- _Task statement_: Write out again, exactly, the lines below starting at the one with "use clap::Parser;" and ending at the one with "use trigger::Trigger;".

- _Input records_:
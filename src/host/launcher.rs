//! Shell process launcher

use std::process::{Command, Stdio};
use std::time::Instant;

use super::{LaunchOutcome, Launcher};
use crate::command::Invocation;
use crate::config::ExecutionMode;
use crate::error::LaunchError;
use crate::logging::LAUNCH_TARGET;

/// Runs composed command lines through `<shell> -lc`. The login shell gives
/// the processor the user's full PATH even when started from a GUI app.
pub struct ShellLauncher {
    shell: String,
}

impl ShellLauncher {
    pub fn new(shell: impl Into<String>) -> Self {
        ShellLauncher {
            shell: shell.into(),
        }
    }

    fn preflight(&self, invocation: &Invocation) -> Result<(), LaunchError> {
        if !invocation.working_dir.is_dir() {
            return Err(LaunchError::MissingPath {
                what: "Project root",
                path: invocation.working_dir.clone(),
            });
        }
        if !invocation.program.exists() {
            return Err(LaunchError::MissingPath {
                what: "Executable",
                path: invocation.program.clone(),
            });
        }
        Ok(())
    }

    fn command(&self, invocation: &Invocation) -> Command {
        let mut cmd = Command::new(&self.shell);
        cmd.args(["-lc", &invocation.command_line])
            .current_dir(&invocation.working_dir);
        cmd
    }
}

impl Launcher for ShellLauncher {
    fn launch(
        &self,
        invocation: &Invocation,
        mode: ExecutionMode,
    ) -> Result<LaunchOutcome, LaunchError> {
        self.preflight(invocation)?;
        let start = Instant::now();
        let mut cmd = self.command(invocation);

        match mode {
            ExecutionMode::Background => {
                cmd.stdin(Stdio::null())
                    .stdout(Stdio::null())
                    .stderr(Stdio::null());
                // Own process group so closing the caller's terminal doesn't
                // take the processor down with it.
                #[cfg(unix)]
                {
                    use std::os::unix::process::CommandExt;
                    cmd.process_group(0);
                }

                let child = cmd.spawn().map_err(|source| LaunchError::Spawn {
                    shell: self.shell.clone(),
                    source,
                })?;
                let pid = child.id();
                // The handle is dropped here; the processor reports its own outcome.
                drop(child);

                log::info!(
                    target: LAUNCH_TARGET,
                    "detached pid={} elapsed_ms={} cmd={}",
                    pid,
                    start.elapsed().as_millis(),
                    invocation.command_line
                );
                Ok(LaunchOutcome::Detached { pid })
            }
            ExecutionMode::Blocking => {
                let mut child = cmd.spawn().map_err(|source| LaunchError::Spawn {
                    shell: self.shell.clone(),
                    source,
                })?;
                let status = child.wait().map_err(|source| LaunchError::Wait {
                    shell: self.shell.clone(),
                    source,
                })?;

                log::info!(
                    target: LAUNCH_TARGET,
                    "completed status={} elapsed_ms={} cmd={}",
                    status,
                    start.elapsed().as_millis(),
                    invocation.command_line
                );
                if !status.success() {
                    log::warn!("Processor exited with {}", status);
                }
                Ok(LaunchOutcome::Completed {
                    code: status.code(),
                })
            }
        }
    }
}

/// Prints the command line to stdout instead of running it
pub struct DryRunLauncher;

impl Launcher for DryRunLauncher {
    fn launch(
        &self,
        invocation: &Invocation,
        mode: ExecutionMode,
    ) -> Result<LaunchOutcome, LaunchError> {
        log::debug!("dry run ({:?}) in {:?}", mode, invocation.working_dir);
        println!("{}", invocation.command_line);
        Ok(LaunchOutcome::DryRun)
    }
}
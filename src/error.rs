//! Error types for configuration, launching and the trigger flow

use std::io;
use std::path::PathBuf;

use thiserror::Error;

/// Failures while building a [`crate::config::TriggerConfig`].
#[derive(Debug, Error)]
pub enum ConfigError {
    #[error("Failed to read config file {path:?}: {source}")]
    Read {
        path: PathBuf,
        #[source]
        source: io::Error,
    },
    #[error("Failed to parse config file {path:?}: {source}")]
    Parse {
        path: PathBuf,
        #[source]
        source: serde_json::Error,
    },
    #[error("No project root configured (set project_root, BOUNCE_PROJECT_PATH or --project-root)")]
    MissingProjectRoot,
    #[error("Project root must be an absolute path, got {0:?}")]
    RelativeProjectRoot(PathBuf),
    #[error("Wrapper calling convention requires a wrapper script path")]
    MissingWrapperScript,
}

/// Immediate launch failures. Anything the external processor does after it
/// has started is not reported here.
#[derive(Debug, Error)]
pub enum LaunchError {
    #[error("{what} not found at {path:?}")]
    MissingPath { what: &'static str, path: PathBuf },
    #[error("Failed to start {shell}: {source}")]
    Spawn {
        shell: String,
        #[source]
        source: io::Error,
    },
    #[error("Failed waiting for {shell}: {source}")]
    Wait {
        shell: String,
        #[source]
        source: io::Error,
    },
}

/// The recipient prompt could not be shown or read. Distinct from the user
/// dismissing it, which is `Ok(None)` from [`crate::host::Dialog`].
#[derive(Debug, Error)]
pub enum DialogError {
    #[error("Failed to show recipient dialog: {0}")]
    Spawn(#[source] io::Error),
    #[error("Recipient dialog failed: {0}")]
    Host(String),
    #[error("Failed to read recipients: {0}")]
    Read(#[source] io::Error),
}

/// Everything that ends a trigger run without launching.
#[derive(Debug, Error)]
pub enum TriggerError {
    /// Dialog dismissed or left blank.
    #[error("No recipients provided")]
    Cancelled,
    /// Input was given but nothing survived trimming.
    #[error("No valid recipients provided")]
    NoRecipients,
    #[error(transparent)]
    Dialog(#[from] DialogError),
    #[error(transparent)]
    Launch(#[from] LaunchError),
}
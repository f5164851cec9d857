//! Command line composition for the external bounce-and-send processor
//!
//! Three shapes come out of here:
//! - stdin CLI: `cd '<root>' && printf '%s\n' '<a,b>' | '<python>' '<script>' --cli`
//! - wrapper:   `cd '<root>' && '<wrapper>' '<a,b>'`
//! - interactive (no recipients): `cd '<root>' && '<python>' '<script>'`

use std::path::PathBuf;

use super::shell::{quote, quote_path};
use crate::config::{CallingConvention, TriggerConfig};
use crate::error::TriggerError;
use crate::recipients::RecipientList;

pub const CLI_FLAG: &str = "--cli";

/// A composed command line plus the paths the launcher checks before running it
#[derive(Debug, Clone, PartialEq, Eq)]
pub struct Invocation {
    pub command_line: String,
    pub working_dir: PathBuf,
    /// Executable the command line starts; the interpreter or the wrapper
    pub program: PathBuf,
}

/// Build the invocation for one run.
///
/// `None` means no recipients are known and the processor should prompt on
/// its own. `Some` with an empty list never produces a command.
pub fn compose(
    config: &TriggerConfig,
    recipients: Option<&RecipientList>,
) -> Result<Invocation, TriggerError> {
    let root = &config.project_root;
    let interpreter = config.interpreter_path();
    let script = config.script_path();
    let cd = format!("cd {}", quote_path(root));

    let Some(recipients) = recipients else {
        return Ok(Invocation {
            command_line: format!("{} && {} {}", cd, quote_path(&interpreter), quote_path(&script)),
            working_dir: root.clone(),
            program: interpreter,
        });
    };

    if recipients.is_empty() {
        return Err(TriggerError::NoRecipients);
    }
    let joined = quote(&recipients.joined());

    let invocation = match &config.calling_convention {
        CallingConvention::StdinCli => Invocation {
            command_line: format!(
                "{} && printf '%s\\n' {} | {} {} {}",
                cd,
                joined,
                quote_path(&interpreter),
                quote_path(&script),
                CLI_FLAG
            ),
            working_dir: root.clone(),
            program: interpreter,
        },
        CallingConvention::Wrapper { script } => {
            let wrapper = config.resolve_path(script);
            Invocation {
                command_line: format!("{} && {} {}", cd, quote_path(&wrapper), joined),
                working_dir: root.clone(),
                program: wrapper,
            }
        }
    };

    Ok(invocation)
}
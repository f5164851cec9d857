
mod cli_tests;
mod launcher_tests;
mod recipient_tests;
//! Command line construction
//!
//! - `shell`: quoting for shell and AppleScript strings
//! - `compose`: the command line handed to the launcher

mod compose;
mod shell;

pub use compose::{compose, Invocation, CLI_FLAG};
pub use shell::{escape_applescript_string, escape_shell_single_quoted, quote, quote_path};
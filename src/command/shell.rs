//! Quoting helpers for shell and AppleScript strings

use std::path::Path;

pub fn escape_shell_single_quoted(value: &str) -> String {
    value.replace('\'', "'\\''")
}

/// Wrap `value` in single quotes so the shell takes it literally
pub fn quote(value: &str) -> String {
    format!("'{}'", escape_shell_single_quoted(value))
}

pub fn quote_path(path: &Path) -> String {
    quote(&path.to_string_lossy())
}

pub fn escape_applescript_string(value: &str) -> String {
    value.replace('\\', "\\\\").replace('"', "\\\"")
}
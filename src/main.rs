use std::process::ExitCode;

use bounce_trigger_lib::cli::Args;
use clap::Parser;

fn main() -> ExitCode {
    bounce_trigger_lib::run(Args::parse())
}
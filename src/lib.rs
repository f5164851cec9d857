pub mod cli;
pub mod command;
pub mod config;
pub mod error;
pub mod host;
pub mod logging;
pub mod recipients;
pub mod trigger;

#[cfg(test)]
mod tests;

use std::process::ExitCode;

use cli::Args;
use host::Host;
use trigger::Trigger;

/// Entry point for the `bounce-trigger` binary
pub fn run(args: Args) -> ExitCode {
    let _ = logging::init();

    if args.print_log_paths {
        println!("{}", logging::get_log_file_path().display());
        println!("{}", logging::get_launch_log_file_path().display());
        return ExitCode::SUCCESS;
    }

    let config = match config::load(args.config.as_deref(), &args.overrides()) {
        Ok(config) => config,
        Err(e) => {
            log::error!("Configuration error: {}", e);
            eprintln!("bounce-trigger: {}", e);
            return ExitCode::FAILURE;
        }
    };
    log::debug!("Resolved config: {:?}", config);

    let host = if args.console {
        Host::console(&config.shell)
    } else {
        Host::native(&config.shell)
    };
    let host = if args.dry_run { host.dry_run() } else { host };

    let outcome = Trigger::new(&config, &host).run();
    log::info!("Trigger finished: {:?}", outcome);

    if outcome.is_success() {
        ExitCode::SUCCESS
    } else {
        ExitCode::FAILURE
    }
}
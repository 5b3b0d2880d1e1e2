//! 아직 구현되지 않은 거래소용 클라이언트.
//!
//! 메타데이터만 제공하며 모든 작업은 `ExchangeError::NotSupported`를 반환합니다.

use async_trait::async_trait;
use cryptex_core::ExchangeName;

use crate::traits::ExchangeClient;

/// 메타데이터 전용 거래소 클라이언트.
#[derive(Debug, Clone)]
pub struct UnsupportedExchangeClient {
    exchange: ExchangeName,
    base_url: String,
}

impl UnsupportedExchangeClient {
    pub fn new(exchange: ExchangeName) -> Self {
        Self {
            exchange,
            base_url: exchange.website().to_string(),
        }
    }
}

#[async_trait]
impl ExchangeClient for UnsupportedExchangeClient {
    fn key(&self) -> ExchangeName {
        self.exchange
    }

    fn url(&self) -> &str {
        &self.base_url
    }

    fn api_version(&self) -> &str {
        ""
    }
}
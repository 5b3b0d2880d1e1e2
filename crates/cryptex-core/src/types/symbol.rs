//! 거래쌍 심볼 정의.
//!
//! `Symbol`은 기준 자산(base)과 호가 자산(quote)으로 구성됩니다.
//! 거래소별 표기(`ETHBTC`, `BTC-ETH` 등)로의 변환은 각 커넥터가 담당합니다.

use serde::{Deserialize, Serialize};
use std::fmt;

use crate::error::{CoreError, CoreResult};

/// 거래 가능한 통화쌍.
///
/// 예: `ETH/BTC`는 BTC로 가격이 매겨지는 ETH.
#[derive(Debug, Clone, PartialEq, Eq, Hash, Serialize, Deserialize)]
pub struct Symbol {
    /// 기준 자산 (예: ETH)
    pub base: String,
    /// 호가 자산 (예: BTC, USDT)
    pub quote: String,
}

impl Symbol {
    /// 새 심볼을 생성합니다. 자산 코드는 대문자로 정규화됩니다.
    pub fn new(base: impl Into<String>, quote: impl Into<String>) -> Self {
        Self {
            base: base.into().trim().to_uppercase(),
            quote: quote.into().trim().to_uppercase(),
        }
    }

    /// 암호화폐 통화쌍을 생성합니다.
    pub fn crypto(base: impl Into<String>, quote: impl Into<String>) -> Self {
        Self::new(base, quote)
    }

    /// "BASE/QUOTE" 형식 문자열에서 심볼을 파싱합니다.
    pub fn from_string(s: &str) -> Option<Self> {
        let (base, quote) = s.split_once('/')?;
        if base.trim().is_empty() || quote.trim().is_empty() || quote.contains('/') {
            return None;
        }
        Some(Self::new(base, quote))
    }

    /// 기준/호가 자산이 모두 채워져 있는지 검사합니다.
    pub fn validate(&self) -> CoreResult<()> {
        if self.base.trim().is_empty() {
            return Err(CoreError::InvalidInput("base asset cannot be empty".to_string()));
        }
        if self.quote.trim().is_empty() {
            return Err(CoreError::InvalidInput("quote asset cannot be empty".to_string()));
        }
        Ok(())
    }

    /// 구분자 없이 이어붙인 통화쌍 (예: `ETHBTC`).
    pub fn concatenated(&self) -> String {
        format!("{}{}", self.base, self.quote)
    }
}

impl fmt::Display for Symbol {
    fn fmt(&self, f: &mut fmt::Formatter<'_>) -> fmt::Result {
        write!(f, "{}/{}", self.base, self.quote)
    }
}
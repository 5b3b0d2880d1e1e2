//! 암호화폐 거래소 REST 클라이언트.
//!
//! 이 크레이트는 다음을 제공합니다:
//! - `RestClient`: HMAC-SHA256 서명 요청 빌더
//! - `ExchangeClient` trait: 통합 거래소 인터페이스
//! - Binance, Bittrex 커넥터와 기타 거래소용 메타데이터 전용 클라이언트
//! - `ExchangeRegistry` / `CryptoClient`: 거래소 이름으로 클라이언트 조회

pub mod connector;
pub mod error;
pub mod registry;
pub mod rest;
pub mod traits;

pub use connector::*;
pub use error::*;
pub use registry::{CryptoClient, ExchangeRegistry};
pub use rest::RestClient;
pub use traits::{ExchangeClient, ExchangeResult};
//! 거래소 클라이언트 trait 정의.

use async_trait::async_trait;
use cryptex_core::{
    AccountInfo, AggregateTrade, AssetBalance, CanceledOrder, Candlestick, CurrencyInfo, Deposit,
    ExchangeName, Interval, NewOrder, NewOrderParams, Order, OrderBook, OrderBookTicker,
    OrderType, PriceChangeInfo, Symbol, TickerInfo, TickerPrice, Trade, Withdraw,
    WithdrawReceipt,
};
use rust_decimal::Decimal;

use crate::ExchangeError;

/// 거래소 작업을 위한 Result 타입.
pub type ExchangeResult<T> = Result<T, ExchangeError>;

fn not_supported<T>(exchange: ExchangeName, operation: &str) -> ExchangeResult<T> {
    Err(ExchangeError::NotSupported(format!(
        "{} does not support {}",
        exchange, operation
    )))
}

/// 통합 거래소 인터페이스.
///
/// 메타데이터 메서드만 필수입니다. 나머지 작업은 기본 구현이
/// `ExchangeError::NotSupported`를 반환하므로 각 거래소는 지원하는 작업만 재정의합니다.
#[async_trait]
pub trait ExchangeClient: Send + Sync {
    // === 메타데이터 ===

    /// 레지스트리 키.
    fn key(&self) -> ExchangeName;

    /// 표시 이름.
    fn name(&self) -> &str {
        self.key().key()
    }

    /// REST API 기본 URL.
    fn url(&self) -> &str;

    /// 사용 중인 API 버전 (예: "v3").
    fn api_version(&self) -> &str;

    /// 지원하는 주문 유형.
    fn supported_order_types(&self) -> &[OrderType] {
        &[]
    }

    /// 서명 요청에 쓸 자격증명이 있는지.
    fn has_credentials(&self) -> bool {
        false
    }

    /// 신규 주문 파라미터 검사 (네트워크 호출 전).
    fn validate_new_order(&self, params: &NewOrderParams) -> ExchangeResult<()> {
        params.validate()?;
        if !self.supported_order_types().contains(&params.order_type) {
            return Err(ExchangeError::invalid_argument(
                "order_type",
                format!("{} is not supported by {}", params.order_type, self.name()),
            ));
        }
        Ok(())
    }

    // === 시장 데이터 ===

    /// 거래 가능한 통화쌍 목록.
    async fn get_exchange_currencies_info(&self) -> ExchangeResult<Vec<CurrencyInfo>> {
        not_supported(self.key(), "get_exchange_currencies_info")
    }

    /// 전체 통화쌍 24시간 시세.
    async fn get_all_tickers_info(&self) -> ExchangeResult<Vec<TickerInfo>> {
        not_supported(self.key(), "get_all_tickers_info")
    }

    /// 통화쌍 24시간 시세.
    async fn get_ticker_info(&self, _symbol: &Symbol) -> ExchangeResult<TickerInfo> {
        not_supported(self.key(), "get_ticker_info")
    }

    /// 전체 통화쌍 최근 체결가.
    async fn get_all_tickers_price(&self) -> ExchangeResult<Vec<TickerPrice>> {
        not_supported(self.key(), "get_all_tickers_price")
    }

    /// 통화쌍 최근 체결가.
    async fn get_ticker_price(&self, _symbol: &Symbol) -> ExchangeResult<TickerPrice> {
        not_supported(self.key(), "get_ticker_price")
    }

    /// 호가창. `limit`이 없으면 거래소 기본 깊이.
    async fn get_order_book(
        &self,
        _symbol: &Symbol,
        _limit: Option<u32>,
    ) -> ExchangeResult<OrderBook> {
        not_supported(self.key(), "get_order_book")
    }

    /// 전체 통화쌍 최우선 호가.
    async fn get_order_book_tickers(&self) -> ExchangeResult<Vec<OrderBookTicker>> {
        not_supported(self.key(), "get_order_book_tickers")
    }

    /// 24시간 가격 변동 통계.
    async fn get_price_change_24h(&self, _symbol: &Symbol) -> ExchangeResult<PriceChangeInfo> {
        not_supported(self.key(), "get_price_change_24h")
    }

    /// 캔들스틱.
    async fn get_candlesticks(
        &self,
        _symbol: &Symbol,
        _interval: Interval,
        _limit: Option<u32>,
    ) -> ExchangeResult<Vec<Candlestick>> {
        not_supported(self.key(), "get_candlesticks")
    }

    /// 집계 체결 내역.
    async fn get_aggregate_trades(
        &self,
        _symbol: &Symbol,
        _limit: Option<u32>,
    ) -> ExchangeResult<Vec<AggregateTrade>> {
        not_supported(self.key(), "get_aggregate_trades")
    }

    // === 계좌 ===

    /// 계좌 정보.
    async fn get_account_info(&self) -> ExchangeResult<AccountInfo> {
        not_supported(self.key(), "get_account_info")
    }

    /// 자산 잔고. 보유 내역이 없으면 0 잔고를 반환합니다.
    async fn get_account_balance(&self, _asset: &str) -> ExchangeResult<AssetBalance> {
        not_supported(self.key(), "get_account_balance")
    }

    /// 신규 주문.
    async fn post_new_order(&self, _params: &NewOrderParams) -> ExchangeResult<NewOrder> {
        not_supported(self.key(), "post_new_order")
    }

    /// 신규 주문 검증만 수행 (거래소에 주문이 생성되지 않음).
    async fn test_new_order(&self, _params: &NewOrderParams) -> ExchangeResult<()> {
        not_supported(self.key(), "test_new_order")
    }

    /// 주문 조회.
    async fn get_order(&self, _symbol: &Symbol, _order_id: &str) -> ExchangeResult<Order> {
        not_supported(self.key(), "get_order")
    }

    /// 주문 취소.
    async fn cancel_order(
        &self,
        _symbol: &Symbol,
        _order_id: &str,
    ) -> ExchangeResult<CanceledOrder> {
        not_supported(self.key(), "cancel_order")
    }

    /// 미체결 주문. `symbol`이 없으면 전체 통화쌍.
    async fn get_current_open_orders(
        &self,
        _symbol: Option<&Symbol>,
    ) -> ExchangeResult<Vec<Order>> {
        not_supported(self.key(), "get_current_open_orders")
    }

    /// 통화쌍의 전체 주문 내역.
    async fn get_all_orders(
        &self,
        _symbol: &Symbol,
        _limit: Option<u32>,
    ) -> ExchangeResult<Vec<Order>> {
        not_supported(self.key(), "get_all_orders")
    }

    /// 통화쌍의 체결 내역.
    async fn get_trade_list(&self, _symbol: &Symbol) -> ExchangeResult<Vec<Trade>> {
        not_supported(self.key(), "get_trade_list")
    }

    /// 출금 요청.
    async fn withdraw(
        &self,
        _asset: &str,
        _address: &str,
        _amount: Decimal,
    ) -> ExchangeResult<WithdrawReceipt> {
        not_supported(self.key(), "withdraw")
    }

    /// 입금 내역. `asset`이 없으면 전체 자산.
    async fn get_deposit_history(&self, _asset: Option<&str>) -> ExchangeResult<Vec<Deposit>> {
        not_supported(self.key(), "get_deposit_history")
    }

    /// 출금 내역. `asset`이 없으면 전체 자산.
    async fn get_withdraw_history(&self, _asset: Option<&str>) -> ExchangeResult<Vec<Withdraw>> {
        not_supported(self.key(), "get_withdraw_history")
    }
}

/// 통화쌍 인자를 검사합니다. 빈 기준/호가 자산은 네트워크 호출 전에 거부됩니다.
pub(crate) fn require_symbol(symbol: &Symbol) -> ExchangeResult<()> {
    symbol
        .validate()
        .map_err(|e| ExchangeError::invalid_argument("symbol", e.to_string()))
}

/// 빈 문자열 인자를 거부합니다.
pub(crate) fn require_non_empty(argument: &str, value: &str) -> ExchangeResult<()> {
    if value.trim().is_empty() {
        return Err(ExchangeError::invalid_argument(
            argument,
            format!("{} cannot be empty", argument),
        ));
    }
    Ok(())
}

- _Solution for this exercise_:
use clap::Parser;

fn main() -> ExitCode {
    bounce_trigger_lib::run(Args::parse())
}
filename src/lib.rs
repository f5164851cec9d857
pub mod cli;
pub mod command;
pub mod config;
pub mod error;
pub mod host;
pub mod logging;
pub mod recipients;
pub mod trigger;

#[cfg(test)]
mod tests;

use std::process::ExitCode;

use cli::Args;
use host::Host;
use trigger::Trigger;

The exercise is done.